Scan the listing below and copy each line holding the word "instrument".

▬▬▬▬▬▬

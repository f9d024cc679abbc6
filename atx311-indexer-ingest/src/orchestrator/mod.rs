//! Orchestrator module for the ATX 311 indexer ingest.
//!
//! Coordinates the source, processor, provisioner and loader components.

use chrono::{NaiveDateTime, Utc};
use tracing::{info, instrument};

use crate::errors::IngestError;
use crate::loader::{BulkLoader, LoadSummary};
use crate::processor::RowHydrator;
use crate::provisioner::{IndexProvisioner, ProvisionSummary, ProvisioningStrategy};
use crate::source::{DocumentSource, DocumentStream};

/// Outcome of a full run.
#[derive(Debug, Clone, Default, PartialEq, Eq)]
pub struct RunSummary {
    pub provision: ProvisionSummary,
    pub load: LoadSummary,
}

/// Orchestrator that runs a single ingest pass.
///
/// Provisioning always completes before the first bulk write. Any error
/// ends the run immediately.
pub struct Orchestrator {
    source: DocumentSource,
    hydrator: RowHydrator,
    provisioner: IndexProvisioner,
    loader: BulkLoader,
    strategy: ProvisioningStrategy,
}

impl Orchestrator {
    /// Create a new orchestrator with the given components.
    pub fn new(
        source: DocumentSource,
        hydrator: RowHydrator,
        provisioner: IndexProvisioner,
        loader: BulkLoader,
        strategy: ProvisioningStrategy,
    ) -> Self {
        Self {
            source,
            hydrator,
            provisioner,
            loader,
            strategy,
        }
    }

    /// Run the orchestrator using the current UTC time as the end of the
    /// monthly index range.
    pub async fn run(&self) -> Result<RunSummary, IngestError> {
        self.run_at(Utc::now().naive_utc()).await
    }

    /// Run the orchestrator.
    #[instrument(skip(self), fields(source = %self.source, strategy = %self.strategy))]
    pub async fn run_at(&self, now: NaiveDateTime) -> Result<RunSummary, IngestError> {
        info!("Provisioning indices");
        let provision = match self.strategy {
            ProvisioningStrategy::MonthlyIndices => {
                let documents = self.documents().await?;
                self.provisioner.provision_monthly(documents, now).await?
            }
            ProvisioningStrategy::Template => self.provisioner.provision_template().await?,
        };

        info!("Indexing documents");
        let load = self.loader.load(self.documents().await?).await?;

        Ok(RunSummary { provision, load })
    }

    /// Start a fresh pass over the source.
    async fn documents(&self) -> Result<DocumentStream, IngestError> {
        let rows = self.source.open().await?;
        Ok(self.hydrator.hydrate_stream(rows))
    }
}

▬▬▬▬▬▬

**Reply to the task**
use tracing::{info, instrument};
    #[instrument(skip(self), fields(source = %self.source, strategy = %self.strategy))]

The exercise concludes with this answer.